** Opening Source data block **
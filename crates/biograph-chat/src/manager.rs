//! Registry of open conversations.

use std::collections::HashMap;
use std::sync::{Arc, RwLock, RwLockReadGuard, RwLockWriteGuard};

use async_trait::async_trait;

use biograph_core::{ConversationId, Settings};
use biograph_graph::{GraphHandle, Neo4jGraph};
use biograph_llm::ModelHandle;

use crate::error::{Result, SessionError};
use crate::session::{AnswerStream, Session, SessionInfo};

/// Creates the graph and model handles for a new session.
#[async_trait]
pub trait Connector: Send + Sync {
    async fn connect(
        &self,
        settings: &Settings,
    ) -> Result<(Arc<dyn GraphHandle>, Arc<dyn ModelHandle>)>;
}

/// Connects to Neo4j and the configured model provider.
#[derive(Debug, Default, Clone, Copy)]
pub struct LiveConnector;

#[async_trait]
impl Connector for LiveConnector {
    async fn connect(
        &self,
        settings: &Settings,
    ) -> Result<(Arc<dyn GraphHandle>, Arc<dyn ModelHandle>)> {
        let graph = Neo4jGraph::connect(settings)
            .await
            .map_err(|e| SessionError::Initialization {
                reason: format!("graph store connection failed: {e}"),
            })?;
        let graph: Arc<dyn GraphHandle> = Arc::new(graph);

        match biograph_llm::connect_model(settings) {
            Ok(model) => Ok((graph, model)),
            Err(e) => {
                graph.close().await;
                Err(SessionError::Initialization {
                    reason: format!("model client setup failed: {e}"),
                })
            }
        }
    }
}

/// Opens, looks up and shuts down sessions by conversation id.
///
/// The registry lock only guards the map; it is never held across a
/// session call.
pub struct SessionManager {
    settings: Arc<Settings>,
    connector: Arc<dyn Connector>,
    sessions: RwLock<HashMap<ConversationId, Arc<Session>>>,
}

impl SessionManager {
    pub fn new(settings: Arc<Settings>, connector: Arc<dyn Connector>) -> Self {
        Self {
            settings,
            connector,
            sessions: RwLock::new(HashMap::new()),
        }
    }

    /// A manager backed by live Neo4j and model connections.
    pub fn live(settings: Arc<Settings>) -> Self {
        Self::new(settings, Arc::new(LiveConnector))
    }

    pub fn settings(&self) -> &Settings {
        &self.settings
    }

    /// Open a session for `conversation_id`, or return the one already open.
    pub async fn start(&self, conversation_id: ConversationId) -> Result<Arc<Session>> {
        let existing = self.read().get(&conversation_id).cloned();
        if let Some(existing) = existing {
            return Ok(existing);
        }

        let (graph, model) = self.connector.connect(&self.settings).await?;
        let session = Arc::new(Session::open(conversation_id, Arc::clone(&self.settings), graph, model).await?);

        let raced = {
            let mut sessions = self.write();
            match sessions.get(&conversation_id) {
                Some(existing) => Some(Arc::clone(existing)),
                None => {
                    sessions.insert(conversation_id, Arc::clone(&session));
                    None
                }
            }
        };
        if let Some(existing) = raced {
            session.close().await;
            return Ok(existing);
        }

        tracing::info!(conversation_id = %conversation_id, "Conversation started");
        Ok(session)
    }

    pub fn session(&self, conversation_id: ConversationId) -> Result<Arc<Session>> {
        self.read()
            .get(&conversation_id)
            .cloned()
            .ok_or(SessionError::UnknownConversation { conversation_id })
    }

    pub async fn ask(&self, conversation_id: ConversationId, query: &str) -> Result<String> {
        let session = self.session(conversation_id)?;
        session.ask(query).await
    }

    pub async fn ask_stream(
        &self,
        conversation_id: ConversationId,
        query: &str,
    ) -> Result<AnswerStream> {
        let session = self.session(conversation_id)?;
        session.ask_stream(query).await
    }

    pub fn info(&self, conversation_id: ConversationId) -> Result<SessionInfo> {
        Ok(self.session(conversation_id)?.info())
    }

    pub fn conversations(&self) -> Vec<ConversationId> {
        self.read().keys().copied().collect()
    }

    /// Close and forget a conversation. Unknown ids are ignored.
    pub async fn shutdown(&self, conversation_id: ConversationId) {
        let removed = self.write().remove(&conversation_id);
        if let Some(session) = removed {
            session.close().await;
            tracing::info!(conversation_id = %conversation_id, "Conversation shut down");
        }
    }

    pub async fn shutdown_all(&self) {
        let sessions: Vec<Arc<Session>> = self.write().drain().map(|(_, s)| s).collect();
        let count = sessions.len();
        for session in sessions {
            session.close().await;
        }
        if count > 0 {
            tracing::info!(sessions = count, "All conversations shut down");
        }
    }

    fn read(&self) -> RwLockReadGuard<'_, HashMap<ConversationId, Arc<Session>>> {
        self.sessions.read().unwrap_or_else(|poisoned| poisoned.into_inner())
    }

    fn write(&self) -> RwLockWriteGuard<'_, HashMap<ConversationId, Arc<Session>>> {
        self.sessions.write().unwrap_or_else(|poisoned| poisoned.into_inner())
    }
}

#[cfg(test)]
mod tests {
    use super::*;
    use std::sync::Mutex;

    use biograph_graph::memory::MemoryGraph;
    use biograph_llm::mock::ScriptedModel;

    use crate::state::SessionState;

    /// Hands out prepared handle pairs in order.
    struct QueuedConnector {
        pairs: Mutex<Vec<(Arc<MemoryGraph>, Arc<ScriptedModel>)>>,
    }

    impl QueuedConnector {
        fn new(pairs: Vec<(Arc<MemoryGraph>, Arc<ScriptedModel>)>) -> Self {
            Self {
                pairs: Mutex::new(pairs.into_iter().rev().collect()),
            }
        }
    }

    #[async_trait]
    impl Connector for QueuedConnector {
        async fn connect(
            &self,
            _settings: &Settings,
        ) -> Result<(Arc<dyn GraphHandle>, Arc<dyn ModelHandle>)> {
            let (graph, model) = self.pairs.lock().unwrap().pop().ok_or_else(|| {
                SessionError::Initialization {
                    reason: "no handles left".into(),
                }
            })?;
            let graph: Arc<dyn GraphHandle> = graph;
            let model: Arc<dyn ModelHandle> = model;
            Ok((graph, model))
        }
    }

    fn settings() -> Arc<Settings> {
        let vars = [
            ("BIOGRAPH_NEO4J__URI", "bolt://localhost:7687"),
            ("BIOGRAPH_NEO4J__USER", "neo4j"),
            ("BIOGRAPH_NEO4J__PASSWORD", "test"),
            ("BIOGRAPH_MODEL__NAME", "gpt-4o"),
            ("BIOGRAPH_MODEL__API_KEY", "sk-test"),
        ]
        .into_iter()
        .map(|(k, v)| (k.to_string(), v.to_string()))
        .collect();
        Arc::new(Settings::from_env_map(vars).unwrap())
    }

    fn pair(model: ScriptedModel) -> (Arc<MemoryGraph>, Arc<ScriptedModel>) {
        (Arc::new(MemoryGraph::new(Vec::<String>::new())), Arc::new(model))
    }

    #[tokio::test]
    async fn test_start_and_ask() {
        let manager = SessionManager::new(
            settings(),
            Arc::new(QueuedConnector::new(vec![pair(ScriptedModel::new("gpt-4o").reply("hello"))])),
        );
        let id = ConversationId::new();
        manager.start(id).await.unwrap();
        assert_eq!(manager.ask(id, "hi there").await.unwrap(), "hello");
        assert_eq!(manager.conversations(), vec![id]);
        assert_eq!(manager.info(id).unwrap().queries_processed, 1);
    }

    #[tokio::test]
    async fn test_start_is_idempotent() {
        let manager = SessionManager::new(
            settings(),
            Arc::new(QueuedConnector::new(vec![pair(ScriptedModel::new("gpt-4o"))])),
        );
        let id = ConversationId::new();
        let first = manager.start(id).await.unwrap();
        let second = manager.start(id).await.unwrap();
        assert!(Arc::ptr_eq(&first, &second));
    }

    #[tokio::test]
    async fn test_unknown_conversation() {
        let manager = SessionManager::new(settings(), Arc::new(QueuedConnector::new(vec![])));
        let id = ConversationId::new();
        assert!(matches!(
            manager.ask(id, "q").await,
            Err(SessionError::UnknownConversation { conversation_id }) if conversation_id == id
        ));
        assert!(matches!(
            manager.ask_stream(id, "q").await,
            Err(SessionError::UnknownConversation { .. })
        ));
    }

    #[tokio::test]
    async fn test_sessions_are_independent() {
        let (graph_a, model_a) = pair(ScriptedModel::new("gpt-4o").chunks(["slow"]));
        let (graph_b, model_b) = pair(ScriptedModel::new("gpt-4o").reply("fast"));
        let manager = SessionManager::new(
            settings(),
            Arc::new(QueuedConnector::new(vec![(graph_a, model_a), (graph_b, model_b)])),
        );
        let a = ConversationId::new();
        let b = ConversationId::new();
        manager.start(a).await.unwrap();
        manager.start(b).await.unwrap();

        let stream = manager.ask_stream(a, "question a").await.unwrap();
        assert_eq!(manager.ask(b, "question b").await.unwrap(), "fast");
        assert_eq!(stream.collect_text().await.unwrap(), "slow");
    }

    #[tokio::test]
    async fn test_shutdown_closes_and_forgets() {
        let (graph, model) = pair(ScriptedModel::new("gpt-4o"));
        let manager = SessionManager::new(
            settings(),
            Arc::new(QueuedConnector::new(vec![(graph.clone(), model.clone())])),
        );
        let id = ConversationId::new();
        let session = manager.start(id).await.unwrap();

        manager.shutdown(id).await;
        manager.shutdown(id).await;

        assert_eq!(session.state(), SessionState::Closed);
        assert!(graph.is_closed());
        assert!(model.is_closed());
        assert!(manager.conversations().is_empty());
        assert!(matches!(
            manager.ask(id, "q").await,
            Err(SessionError::UnknownConversation { .. })
        ));
    }

    #[tokio::test]
    async fn test_shutdown_all() {
        let (graph_a, model_a) = pair(ScriptedModel::new("gpt-4o"));
        let (graph_b, model_b) = pair(ScriptedModel::new("gpt-4o"));
        let manager = SessionManager::new(
            settings(),
            Arc::new(QueuedConnector::new(vec![
                (graph_a.clone(), model_a),
                (graph_b.clone(), model_b),
            ])),
        );
        manager.start(ConversationId::new()).await.unwrap();
        manager.start(ConversationId::new()).await.unwrap();

        manager.shutdown_all().await;
        assert!(graph_a.is_closed());
        assert!(graph_b.is_closed());
        assert!(manager.conversations().is_empty());
    }

    #[tokio::test]
    async fn test_failed_start_is_not_registered() {
        let graph = Arc::new(MemoryGraph::new(Vec::<String>::new()).unreachable());
        let model = Arc::new(ScriptedModel::new("gpt-4o"));
        let manager = SessionManager::new(
            settings(),
            Arc::new(QueuedConnector::new(vec![(graph, model)])),
        );
        let id = ConversationId::new();
        assert!(matches!(
            manager.start(id).await,
            Err(SessionError::Initialization { .. })
        ));
        assert!(manager.conversations().is_empty());
    }
}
** Closing Source data block **
The problem - By examining the material line by line, establish how many lines contain "state" and give only that number.

Task result - 2